**22 janvier 2016 — 11h — P5bis, salle 252**

*Superfluid and quantum features in the hydrodynamic flow of a fluid of light*

In the presence of a significant Kerr optical nonlinearity, a many-photon light beam can behave as a quantum fluid of interacting bosons. This has opened the way to active experimental and theoretical investigations of many-body hydrodynamic and quantum features in photon-based systems, the research field of the so-called quantum fluids of light. A promising platform to study photon-fluid physics consists in the paraxial propagation of a quasimonochromatic light wave through a nonabsorbing cavityless nonlinear optical medium of Kerr type. In contrast to semiconductor-planar-microcavity architectures where driving and dissipation play a major role in the evolution of the fluid of light, the photon field in a cavityless, propagating, geometry obeys a fully conservative Gross–Pitaevskii-type quantum dynamics. The statistical properties of the photon beam entering the dielectric fix the initial conditions of the problem and the ones of the light exiting the medium determine the final state of the photon field.

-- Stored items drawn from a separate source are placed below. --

mod commands;
mod render;

use std::path::PathBuf;

use anyhow::Result;
use chrono::NaiveDate;
use clap::{Parser, Subcommand};
use isocal_core::config::Settings;
use isocal_core::{IsoDate, NormalDate, RecurrencePattern};
use tracing_subscriber::{EnvFilter, fmt, layer::SubscriberExt, util::SubscriberInitExt};

#[derive(Parser)]
#[command(name = "isocal")]
#[command(about = "Record events on ISO week dates or month/day dates and see when they recur")]
struct Cli {
    #[command(subcommand)]
    command: Commands,
}

#[derive(Subcommand)]
enum Commands {
    /// List every stored event
    List,
    /// Show one event in detail
    Show {
        /// Event id, or a unique prefix of it
        id: String,
    },
    /// Add an event
    Add {
        title: String,

        /// ISO week date, e.g. 2025-W10-2 (day 0 is Monday)
        #[arg(long, conflicts_with = "date", required_unless_present = "date")]
        iso: Option<IsoDate>,

        /// Month/day date, e.g. 2025-03-05
        #[arg(long)]
        date: Option<NormalDate>,

        #[arg(short, long, default_value = "None")]
        recurrence: RecurrencePattern,

        #[arg(long, default_value_t = 0.0)]
        cost: f64,

        #[arg(long)]
        color: Option<String>,

        #[arg(short, long, default_value = "")]
        description: String,
    },
    /// Delete one event
    Delete {
        /// Event id, or a unique prefix of it
        id: String,
    },
    /// Delete every event
    Clear,
    /// Import events from a CSV file
    Import { file: PathBuf },
    /// Export events as CSV to a file, or stdout when omitted
    Export { file: Option<PathBuf> },
    /// Show an ISO month (4/4/5 weeks) of a year
    Iso { year: i32, month: u32 },
    /// Show a Gregorian month
    Month { year: i32, month: u32 },
    /// List events occurring on a day (YYYY-MM-DD)
    Day { date: NaiveDate },
    /// Find the next day an event occurs on
    Next {
        /// Event id, or a unique prefix of it
        id: String,

        /// Search from this day instead of today (YYYY-MM-DD)
        #[arg(long)]
        from: Option<NaiveDate>,
    },
    /// List the next occurrence of every event
    Upcoming {
        #[arg(short = 'n', long, default_value_t = 10)]
        limit: usize,

        /// Search from this day instead of today (YYYY-MM-DD)
        #[arg(long)]
        from: Option<NaiveDate>,
    },
}

fn main() -> Result<()> {
    let cli = Cli::parse();
    let settings = Settings::load()?;

    // Logs go to stderr so exported CSV on stdout stays clean
    let filter = EnvFilter::try_from_default_env()
        .or_else(|_| EnvFilter::try_new(&settings.logging.level))
        .unwrap_or_else(|_| EnvFilter::new("info"));

    tracing_subscriber::registry()
        .with(filter)
        .with(fmt::layer().with_writer(std::io::stderr))
        .init();

    let store = settings.open_store();
    tracing::debug!(backend = ?settings.storage.backend, path = %settings.storage.resolved_path().display(), "Opened event store");

    match cli.command {
        Commands::List => commands::events::list(&store),
        Commands::Show { id } => commands::events::show(&store, &id),
        Commands::Add {
            title,
            iso,
            date,
            recurrence,
            cost,
            color,
            description,
        } => {
            let when = commands::add::When::from_args(iso, date)?;
            let draft = commands::add::Draft {
                title,
                when,
                recurrence,
                cost,
                color,
                description,
            };
            commands::add::run(&store, draft)
        }
        Commands::Delete { id } => commands::events::delete(&store, &id),
        Commands::Clear => commands::events::clear(&store),
        Commands::Import { file } => commands::transfer::import(&store, &file),
        Commands::Export { file } => commands::transfer::export(&store, file.as_deref()),
        Commands::Iso { year, month } => commands::calendar::iso(&store, year, month),
        Commands::Month { year, month } => commands::calendar::month(&store, year, month),
        Commands::Day { date } => commands::events::day(&store, date),
        Commands::Next { id, from } => commands::events::next(&store, &id, from),
        Commands::Upcoming { limit, from } => commands::events::upcoming(&store, limit, from),
    }
}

The first part of my talk will be dedicated to a review of a very general quantum theory of light propagation in such a configuration. As a first application of the formalism, we will see in a second part that the occurrence of a frictionless flow of superfluid light past a solid dielectric immersed into a nonlinear optical liquid may be revealed from the dramatic suppression of the optomechanical deformation of the object, demonstrating that, in the optical case also, superfluidity is associated with a drop in the force exerted by the fluid on obstacles stymying its flow. In a third part, I will show that the paraxial-propagation geometry constitutes a very simple platform to investigate quantum-quench physics in closed systems of many interacting bosons, including, e.g., the acoustic analog of the dynamical Casimir effect, the light-cone-like spreading of the two-body correlations following a quantum quench, or the emergence of prethermalization features in one-dimensional configurations. Before concluding, I will present ongoing experiments aiming at measuring the Bogoliubov dispersion relation in a one-dimensional nonlinear optical waveguide (in Trento) and at detecting superfluid features in the flow of a photon fluid past a localized optical defect (in Nice). Finally, I will briefly expose in-progress works carried out in Trento and Trieste, on the study of the strong-interaction, Tonks–Girardeau, regime in one-dimensional cavityless geometries and on the investigation of the thermalization of a quantum fluid of light towards the Bose–Einstein statistics.